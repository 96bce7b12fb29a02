use crate::{
    ast::{BinaryOperator, UnaryOperator},
    error::RuntimeError,
    interpreter::{
        evaluator::{cast, core::EvalResult},
        value::core::{Value, values_equal},
    },
};

/// Evaluates a binary operator applied to two already-evaluated operands.
///
/// Both operands are always evaluated before this function runs, so `&&`
/// and `||` do not short-circuit; they combine the operands' truthiness.
///
/// # Errors
/// Propagates coercion failures, division by zero, and type mismatches.
///
/// # Example
/// ```
/// use voidlang::{
///     ast::BinaryOperator,
///     interpreter::{evaluator::binary::eval_binary, value::core::Value},
/// };
///
/// let sum = eval_binary(BinaryOperator::Add, &Value::Int(2), &Value::Int(3), 1).unwrap();
/// assert_eq!(sum, Value::Int(5));
///
/// let half = eval_binary(BinaryOperator::Div, &Value::Int(1), &Value::Int(2), 1).unwrap();
/// assert_eq!(half, Value::Float(0.5));
/// ```
pub fn eval_binary(op: BinaryOperator,
                   left: &Value,
                   right: &Value,
                   line: usize)
                   -> EvalResult<Value> {
    match op {
        BinaryOperator::Add => eval_add(left, right, line),
        BinaryOperator::Sub
        | BinaryOperator::Mul
        | BinaryOperator::Div
        | BinaryOperator::Mod
        | BinaryOperator::Pow => eval_numeric(op, left, right, line),
        BinaryOperator::Less
        | BinaryOperator::Greater
        | BinaryOperator::LessEqual
        | BinaryOperator::GreaterEqual => eval_ordering(op, left, right, line),
        BinaryOperator::Equal => Ok(Value::Bool(values_equal(left, right))),
        BinaryOperator::NotEqual => Ok(Value::Bool(!values_equal(left, right))),
        BinaryOperator::And => Ok(Value::Bool(left.truthy() && right.truthy())),
        BinaryOperator::Or => Ok(Value::Bool(left.truthy() || right.truthy())),
    }
}

/// Evaluates a unary operator.
///
/// `-` coerces its operand to a number and negates it; `!` inverts the
/// operand's truthiness.
pub fn eval_unary(op: UnaryOperator, value: &Value, line: usize) -> EvalResult<Value> {
    match op {
        UnaryOperator::Negate => Ok(Value::from_number(-cast::to_number(value, line)?)),
        UnaryOperator::Not => Ok(Value::Bool(!value.truthy())),
    }
}

/// `+` is overloaded three ways, tried in order:
///
/// 1. either operand is a string — concatenate the renderings,
/// 2. both operands are numbers — numeric addition,
/// 3. both operands are lists — a new list holding both sequences.
fn eval_add(left: &Value, right: &Value, line: usize) -> EvalResult<Value> {
    if matches!(left, Value::Str(_)) || matches!(right, Value::Str(_)) {
        return Ok(Value::Str(format!("{left}{right}")));
    }
    if left.is_number() && right.is_number() {
        let sum = cast::to_number(left, line)? + cast::to_number(right, line)?;
        return Ok(Value::from_number(sum));
    }
    if let (Value::List(a), Value::List(b)) = (left, right) {
        let mut joined = a.borrow().clone();
        joined.extend(b.borrow().iter().cloned());
        return Ok(Value::from(joined));
    }
    Err(RuntimeError::TypeError { details: format!("cannot add {} and {}",
                                                   left.type_name(),
                                                   right.type_name()),
                                  line })
}

fn eval_numeric(op: BinaryOperator,
                left: &Value,
                right: &Value,
                line: usize)
                -> EvalResult<Value> {
    let l = cast::to_number(left, line)?;
    let r = cast::to_number(right, line)?;

    let result = match op {
        BinaryOperator::Sub => l - r,
        BinaryOperator::Mul => l * r,
        BinaryOperator::Div => {
            if r == 0.0 {
                return Err(RuntimeError::DivisionByZero { line });
            }
            l / r
        },
        BinaryOperator::Mod => {
            if r == 0.0 {
                return Err(RuntimeError::DivisionByZero { line });
            }
            l % r
        },
        BinaryOperator::Pow => l.powf(r),
        _ => unreachable!("eval_binary dispatched a non-arithmetic operator"),
    };
    Ok(Value::from_number(result))
}

/// Ordering coerces both operands to numbers; comparing a non-numeric
/// string is fatal through that path.
fn eval_ordering(op: BinaryOperator,
                 left: &Value,
                 right: &Value,
                 line: usize)
                 -> EvalResult<Value> {
    let l = cast::to_number(left, line)?;
    let r = cast::to_number(right, line)?;

    let result = match op {
        BinaryOperator::Less => l < r,
        BinaryOperator::Greater => l > r,
        BinaryOperator::LessEqual => l <= r,
        BinaryOperator::GreaterEqual => l >= r,
        _ => unreachable!("eval_binary dispatched a non-ordering operator"),
    };
    Ok(Value::Bool(result))
}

Required action>
Repeat each entry above, keeping every word exact.

Expected output>
repository 96bce7b12fb29a02
use crate::{
    ast::{BinaryOperator, UnaryOperator},
    error::RuntimeError,
    interpreter::{
        evaluator::{cast, core::EvalResult},
        value::core::{Value, values_equal},
    },
};

/// Evaluates a binary operator applied to two already-evaluated operands.
///
/// Both operands are always evaluated before this function runs, so `&&`
/// and `||` do not short-circuit; they combine the operands' truthiness.
///
/// # Errors
/// Propagates coercion failures, division by zero, and type mismatches.
///
/// # Example
/// ```
/// use voidlang::{
///     ast::BinaryOperator,
///     interpreter::{evaluator::binary::eval_binary, value::core::Value},
/// };
///
/// let sum = eval_binary(BinaryOperator::Add, &Value::Int(2), &Value::Int(3), 1).unwrap();
/// assert_eq!(sum, Value::Int(5));
///
/// let half = eval_binary(BinaryOperator::Div, &Value::Int(1), &Value::Int(2), 1).unwrap();
/// assert_eq!(half, Value::Float(0.5));
/// ```
pub fn eval_binary(op: BinaryOperator,
                   left: &Value,
                   right: &Value,
                   line: usize)
                   -> EvalResult<Value> {
    match op {
        BinaryOperator::Add => eval_add(left, right, line),
        BinaryOperator::Sub
        | BinaryOperator::Mul
        | BinaryOperator::Div
        | BinaryOperator::Mod
        | BinaryOperator::Pow => eval_numeric(op, left, right, line),
        BinaryOperator::Less
        | BinaryOperator::Greater
        | BinaryOperator::LessEqual
        | BinaryOperator::GreaterEqual => eval_ordering(op, left, right, line),
        BinaryOperator::Equal => Ok(Value::Bool(values_equal(left, right))),
        BinaryOperator::NotEqual => Ok(Value::Bool(!values_equal(left, right))),
        BinaryOperator::And => Ok(Value::Bool(left.truthy() && right.truthy())),
        BinaryOperator::Or => Ok(Value::Bool(left.truthy() || right.truthy())),
    }
}

/// Evaluates a unary operator.
///
/// `-` coerces its operand to a number and negates it; `!` inverts the
/// operand's truthiness.
pub fn eval_unary(op: UnaryOperator, value: &Value, line: usize) -> EvalResult<Value> {
    match op {
        UnaryOperator::Negate => Ok(Value::from_number(-cast::to_number(value, line)?)),
        UnaryOperator::Not => Ok(Value::Bool(!value.truthy())),
    }
}

/// `+` is overloaded three ways, tried in order:
///
/// 1. either operand is a string — concatenate the renderings,
/// 2. both operands are numbers — numeric addition,
/// 3. both operands are lists — a new list holding both sequences.
fn eval_add(left: &Value, right: &Value, line: usize) -> EvalResult<Value> {
    if matches!(left, Value::Str(_)) || matches!(right, Value::Str(_)) {
        return Ok(Value::Str(format!("{left}{right}")));
    }
    if left.is_number() && right.is_number() {
        let sum = cast::to_number(left, line)? + cast::to_number(right, line)?;
        return Ok(Value::from_number(sum));
    }
    if let (Value::List(a), Value::List(b)) = (left, right) {
        let mut joined = a.borrow().clone();
        joined.extend(b.borrow().iter().cloned());
        return Ok(Value::from(joined));
    }
    Err(RuntimeError::TypeError { details: format!("cannot add {} and {}",
                                                   left.type_name(),
                                                   right.type_name()),
                                  line })
}

fn eval_numeric(op: BinaryOperator,
                left: &Value,
                right: &Value,
                line: usize)
                -> EvalResult<Value> {
    let l = cast::to_number(left, line)?;
    let r = cast::to_number(right, line)?;

    let result = match op {
        BinaryOperator::Sub => l - r,
        BinaryOperator::Mul => l * r,
        BinaryOperator::Div => {
            if r == 0.0 {
                return Err(RuntimeError::DivisionByZero { line });
            }
            l / r
        },
        BinaryOperator::Mod => {
            if r == 0.0 {
                return Err(RuntimeError::DivisionByZero { line });
            }
            l % r
        },
        BinaryOperator::Pow => l.powf(r),
        _ => unreachable!("eval_binary dispatched a non-arithmetic operator"),
    };
    Ok(Value::from_number(result))
}

/// Ordering coerces both operands to numbers; comparing a non-numeric
/// string is fatal through that path.
fn eval_ordering(op: BinaryOperator,
                 left: &Value,
                 right: &Value,
                 line: usize)
                 -> EvalResult<Value> {
    let l = cast::to_number(left, line)?;
    let r = cast::to_number(right, line)?;

    let result = match op {
        BinaryOperator::Less => l < r,
        BinaryOperator::Greater => l > r,
        BinaryOperator::LessEqual => l <= r,
        BinaryOperator::GreaterEqual => l >= r,
        _ => unreachable!("eval_binary dispatched a non-ordering operator"),
    };
    Ok(Value::Bool(result))
}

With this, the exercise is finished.